Sinta Tantra, installation view in Kristin Hjellegjerde Gallery’s booth at Art SG, 2023. Courtesy of Kristin Hjellegjerde Gallery.
This blue-carpeted solo presentation from the international Kristin Hjellegjerde Gallery is an oasis of calm amid busy booths packed with a cacophony of works. While Balinese British artist Sinta Tantra is better known for her exuberant palette often filled with colors like shocking pinks, lush greens, and sharp yellows, these canvases from 2022 are filled with quiet expanses of Prussian blue accented with moonlike gold circles.

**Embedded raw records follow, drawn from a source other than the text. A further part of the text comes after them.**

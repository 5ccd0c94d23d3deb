mod files;
pub mod stats;
pub mod versions;

pub use files::{FileRepository, UPDATE_DESCRIPTION};
pub use stats::{DocumentStatsStore, ProjectStatsSink, StatsPropagator};
pub use versions::{DocumentVersionStore, VersionHistory};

Tantra’s elegant series of geometric paintings were inspired by an intimate moonlit scene in the musical The King and I, based on the 1944 novel Anna and the King of Siam. Tantra describes her process as meditative, something which is rooted in her Balinese background, and says that creating a sense of balance in the compositions was key.
Annely Juda Fine Art
Booth BC05
With works by Anthony Caro, Thomas Joshua Cooper, Katsura Funakoshi, Naum Gabo, Alan Green, David Hockney, Leon Kossof, Kasimir Malevich, David Nash, Suzanne Treister, Theo van Doesburg, and François Morellet
Installation view of Annely Juda Fine Art’s booth at Art SG, 2023. Courtesy of Annely Juda Fine Art.
London gallery Annely Juda Fine Art has mounted a striking presentation of works by British sculptor David Nash on the exterior of its booth. Working closely with nature, Nash uses trees that have fallen naturally, have been felled for safety purposes, or cut due to disease. His organic sculptures span from sharp-edged velvet black charred oak works perched on a matching black shelf to a precariously sliced redwood sculpture evoking intricate natural rock formations.
Meanwhile, inside the booth, detailed David Hockney drawings are juxtaposed against a hulking, rusted steel Anthony Caro sculpture Three Up (B2714) (2009–10) and a dangling white neon light installation, Gesticulation No.15 (2015), by French artist François Morellet.